Task instructions: Nothing in the records may be altered. Repeat them in full.
Extracted entries: Begin
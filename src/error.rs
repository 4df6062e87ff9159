//! Error types for the `oichain-rs` crate.
//!
//! All fallible operations in this crate return [`Result<T>`], which is an
//! alias for `std::result::Result<T, ChainError>`.
//!
//! [`ChainError`] covers:
//! - **API errors** — Structured error bodies returned by the analytics backend
//! - **HTTP status errors** — Unexpected status codes with response body
//! - **HTTP transport errors** — Network, TLS, timeout failures
//! - **JSON errors** — Deserialization failures
//! - **Malformed payloads** — Valid JSON of the wrong shape
//! - **URL errors** — Malformed URL construction
//! - **Caller errors** — Invalid arguments and invalid selections
//!
//! The first six kinds are what the resolver degrades to fallback data; see
//! [`ChainError::is_degradable`].

use std::fmt;

use crate::types::enums::Level;

/// Error body returned by the analytics backend on a non-2xx response.
#[derive(Debug, Clone, serde::Deserialize)]
pub struct ApiErrorBody {
    /// Short error label (e.g. "Not Found").
    #[serde(default)]
    pub error: Option<String>,
    /// Human-readable description of the error.
    #[serde(default)]
    pub message: Option<String>,
}

impl fmt::Display for ApiErrorBody {
    fn fmt(&self, f: &mut fmt::Formatter<'_>) -> fmt::Result {
        write!(
            f,
            "{}: {}",
            self.error.as_deref().unwrap_or("Unknown Error"),
            self.message.as_deref().unwrap_or("No message"),
        )
    }
}

/// All possible errors produced by `oichain-rs`.
#[derive(Debug, thiserror::Error)]
pub enum ChainError {
    /// An error response returned by the backend REST API.
    #[error("API error: {0}")]
    Api(ApiErrorBody),

    /// The server returned an unexpected HTTP status code.
    #[error("HTTP {status}: {body}")]
    HttpStatus {
        /// The HTTP status code.
        status: reqwest::StatusCode,
        /// The response body text.
        body: String,
    },

    /// A network or transport-level error from `reqwest`.
    #[error("HTTP request failed: {0}")]
    Http(#[from] reqwest::Error),

    /// Failed to deserialize a JSON response body.
    #[error("JSON deserialization error: {0}")]
    Json(#[from] serde_json::Error),

    /// The payload was valid JSON but not the expected shape.
    #[error("Malformed payload: {0}")]
    MalformedPayload(String),

    /// An error building or parsing a URL.
    #[error("URL error: {0}")]
    Url(#[from] url::ParseError),

    /// The caller provided an invalid argument.
    #[error("Invalid argument: {0}")]
    InvalidArgument(String),

    /// A selection that the level cannot currently accept.
    #[error("Invalid selection for {level}: {value:?}")]
    InvalidSelection {
        /// The level the selection was made on.
        level: Level,
        /// The rejected value.
        value: String,
    },
}

impl ChainError {
    /// Whether this error is a transport or payload-shape failure.
    ///
    /// Degradable errors are recovered locally by substituting fallback data.
    /// Caller errors (invalid arguments and selections) are not.
    pub fn is_degradable(&self) -> bool {
        !matches!(
            self,
            Self::InvalidArgument(_) | Self::InvalidSelection { .. }
        )
    }
}

/// Convenience alias used throughout the crate.
pub type Result<T> = std::result::Result<T, ChainError>;
//! The displayable option chain for one resolved tuple.

use crate::aggregator::filter::StrikeFilter;
use crate::aggregator::grouping::{StrikeMap, StrikeRow, group_records, reference_price};
use crate::aggregator::sort::{SortKey, SortSpec};
use crate::error::Result;
use crate::types::enums::DataOrigin;
use crate::types::option_chain::{ContractRecord, ResolvedTuple, StrikeKey};

/// Grouped, filterable, sortable option chain for a single resolved tuple.
///
/// Built once per tuple; a new tuple gets a new view rather than patching
/// this one. Rows are grouped in arrival order when the view is built, so
/// column sorting reorders [`records`](Self::records) but never regroups.
#[derive(Debug, Clone)]
pub struct OptionChainView {
    tuple: ResolvedTuple,
    origin: DataOrigin,
    records: Vec<ContractRecord>,
    rows: StrikeMap,
    filter: StrikeFilter,
    sort: SortSpec,
    reference_price: Option<f64>,
}

impl OptionChainView {
    /// Group `records` and select every strike.
    pub fn new(tuple: ResolvedTuple, records: Vec<ContractRecord>, origin: DataOrigin) -> Self {
        let rows = group_records(&records);
        let filter = StrikeFilter::new(rows.keys().cloned());
        let reference_price = reference_price(&records);
        tracing::info!(
            %tuple,
            records = records.len(),
            strikes = rows.len(),
            ?origin,
            "option chain view built"
        );
        Self {
            tuple,
            origin,
            records,
            rows,
            filter,
            sort: SortSpec::default(),
            reference_price,
        }
    }

    pub fn tuple(&self) -> &ResolvedTuple {
        &self.tuple
    }

    pub fn origin(&self) -> DataOrigin {
        self.origin
    }

    /// Whether the records are fallback data.
    pub fn is_fallback(&self) -> bool {
        self.origin == DataOrigin::Fallback
    }

    /// No records for this selection. This is an empty state, not an error.
    pub fn is_empty(&self) -> bool {
        self.rows.is_empty()
    }

    /// Every row, ascending by strike.
    pub fn rows(&self) -> &StrikeMap {
        &self.rows
    }

    pub fn row(&self, strike: &StrikeKey) -> Option<&StrikeRow> {
        self.rows.get(strike)
    }

    /// Rows selected by the strike filter, ascending by strike.
    pub fn visible_rows(&self) -> impl Iterator<Item = &StrikeRow> {
        self.rows
            .iter()
            .filter(|(k, _)| self.filter.contains(k))
            .map(|(_, row)| row)
    }

    /// The flat record list in the current sort order.
    pub fn records(&self) -> &[ContractRecord] {
        &self.records
    }

    /// Underlying price shared by the records; `None` when empty.
    pub fn reference_price(&self) -> Option<f64> {
        self.reference_price
    }

    pub fn sort_spec(&self) -> SortSpec {
        self.sort
    }

    /// Click a column: update the sort spec and reorder the flat list.
    pub fn sort_by(&mut self, key: SortKey) -> SortSpec {
        self.sort = self.sort.toggle(key);
        self.sort.apply(&mut self.records);
        self.sort
    }

    pub fn filter(&self) -> &StrikeFilter {
        &self.filter
    }

    pub fn select_all_strikes(&mut self) {
        self.filter.select_all();
    }

    pub fn select_multiples_of(&mut self, n: u32) -> Result<()> {
        self.filter.select_multiples_of(n)
    }

    pub fn toggle_strike(&mut self, strike: &StrikeKey) {
        self.filter.toggle(strike);
    }
}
Extracted entries: End
Written solution:
filename src/error.rs
repository 4df6062e87ff9159
//! Error types for the `oichain-rs` crate.
//!
//! All fallible operations in this crate return [`Result<T>`], which is an
//! alias for `std::result::Result<T, ChainError>`.
//!
//! [`ChainError`] covers:
//! - **API errors** — Structured error bodies returned by the analytics backend
//! - **HTTP status errors** — Unexpected status codes with response body
//! - **HTTP transport errors** — Network, TLS, timeout failures
//! - **JSON errors** — Deserialization failures
//! - **Malformed payloads** — Valid JSON of the wrong shape
//! - **URL errors** — Malformed URL construction
//! - **Caller errors** — Invalid arguments and invalid selections
//!
//! The first six kinds are what the resolver degrades to fallback data; see
//! [`ChainError::is_degradable`].

use std::fmt;

use crate::types::enums::Level;

/// Error body returned by the analytics backend on a non-2xx response.
#[derive(Debug, Clone, serde::Deserialize)]
pub struct ApiErrorBody {
    /// Short error label (e.g. "Not Found").
    #[serde(default)]
    pub error: Option<String>,
    /// Human-readable description of the error.
    #[serde(default)]
    pub message: Option<String>,
}

impl fmt::Display for ApiErrorBody {
    fn fmt(&self, f: &mut fmt::Formatter<'_>) -> fmt::Result {
        write!(
            f,
            "{}: {}",
            self.error.as_deref().unwrap_or("Unknown Error"),
            self.message.as_deref().unwrap_or("No message"),
        )
    }
}

/// All possible errors produced by `oichain-rs`.
#[derive(Debug, thiserror::Error)]
pub enum ChainError {
    /// An error response returned by the backend REST API.
    #[error("API error: {0}")]
    Api(ApiErrorBody),

    /// The server returned an unexpected HTTP status code.
    #[error("HTTP {status}: {body}")]
    HttpStatus {
        /// The HTTP status code.
        status: reqwest::StatusCode,
        /// The response body text.
        body: String,
    },

    /// A network or transport-level error from `reqwest`.
    #[error("HTTP request failed: {0}")]
    Http(#[from] reqwest::Error),

    /// Failed to deserialize a JSON response body.
    #[error("JSON deserialization error: {0}")]
    Json(#[from] serde_json::Error),

    /// The payload was valid JSON but not the expected shape.
    #[error("Malformed payload: {0}")]
    MalformedPayload(String),

    /// An error building or parsing a URL.
    #[error("URL error: {0}")]
    Url(#[from] url::ParseError),

    /// The caller provided an invalid argument.
    #[error("Invalid argument: {0}")]
    InvalidArgument(String),

    /// A selection that the level cannot currently accept.
    #[error("Invalid selection for {level}: {value:?}")]
    InvalidSelection {
        /// The level the selection was made on.
        level: Level,
        /// The rejected value.
        value: String,
    },
}

impl ChainError {
    /// Whether this error is a transport or payload-shape failure.
    ///
    /// Degradable errors are recovered locally by substituting fallback data.
    /// Caller errors (invalid arguments and selections) are not.
    pub fn is_degradable(&self) -> bool {
        !matches!(
            self,
            Self::InvalidArgument(_) | Self::InvalidSelection { .. }
        )
    }
}

/// Convenience alias used throughout the crate.
pub type Result<T> = std::result::Result<T, ChainError>;
//! The displayable option chain for one resolved tuple.

use crate::aggregator::filter::StrikeFilter;
use crate::aggregator::grouping::{StrikeMap, StrikeRow, group_records, reference_price};
use crate::aggregator::sort::{SortKey, SortSpec};
use crate::error::Result;
use crate::types::enums::DataOrigin;
use crate::types::option_chain::{ContractRecord, ResolvedTuple, StrikeKey};

/// Grouped, filterable, sortable option chain for a single resolved tuple.
///
/// Built once per tuple; a new tuple gets a new view rather than patching
/// this one. Rows are grouped in arrival order when the view is built, so
/// column sorting reorders [`records`](Self::records) but never regroups.
#[derive(Debug, Clone)]
pub struct OptionChainView {
    tuple: ResolvedTuple,
    origin: DataOrigin,
    records: Vec<ContractRecord>,
    rows: StrikeMap,
    filter: StrikeFilter,
    sort: SortSpec,
    reference_price: Option<f64>,
}

impl OptionChainView {
    /// Group `records` and select every strike.
    pub fn new(tuple: ResolvedTuple, records: Vec<ContractRecord>, origin: DataOrigin) -> Self {
        let rows = group_records(&records);
        let filter = StrikeFilter::new(rows.keys().cloned());
        let reference_price = reference_price(&records);
        tracing::info!(
            %tuple,
            records = records.len(),
            strikes = rows.len(),
            ?origin,
            "option chain view built"
        );
        Self {
            tuple,
            origin,
            records,
            rows,
            filter,
            sort: SortSpec::default(),
            reference_price,
        }
    }

    pub fn tuple(&self) -> &ResolvedTuple {
        &self.tuple
    }

    pub fn origin(&self) -> DataOrigin {
        self.origin
    }

    /// Whether the records are fallback data.
    pub fn is_fallback(&self) -> bool {
        self.origin == DataOrigin::Fallback
    }

    /// No records for this selection. This is an empty state, not an error.
    pub fn is_empty(&self) -> bool {
        self.rows.is_empty()
    }

    /// Every row, ascending by strike.
    pub fn rows(&self) -> &StrikeMap {
        &self.rows
    }

    pub fn row(&self, strike: &StrikeKey) -> Option<&StrikeRow> {
        self.rows.get(strike)
    }

    /// Rows selected by the strike filter, ascending by strike.
    pub fn visible_rows(&self) -> impl Iterator<Item = &StrikeRow> {
        self.rows
            .iter()
            .filter(|(k, _)| self.filter.contains(k))
            .map(|(_, row)| row)
    }

    /// The flat record list in the current sort order.
    pub fn records(&self) -> &[ContractRecord] {
        &self.records
    }

    /// Underlying price shared by the records; `None` when empty.
    pub fn reference_price(&self) -> Option<f64> {
        self.reference_price
    }

    pub fn sort_spec(&self) -> SortSpec {
        self.sort
    }

    /// Click a column: update the sort spec and reorder the flat list.
    pub fn sort_by(&mut self, key: SortKey) -> SortSpec {
        self.sort = self.sort.toggle(key);
        self.sort.apply(&mut self.records);
        self.sort
    }

    pub fn filter(&self) -> &StrikeFilter {
        &self.filter
    }

    pub fn select_all_strikes(&mut self) {
        self.filter.select_all();
    }

    pub fn select_multiples_of(&mut self, n: u32) -> Result<()> {
        self.filter.select_multiples_of(n)
    }

    pub fn toggle_strike(&mut self, strike: &StrikeKey) {
        self.filter.toggle(strike);
    }
}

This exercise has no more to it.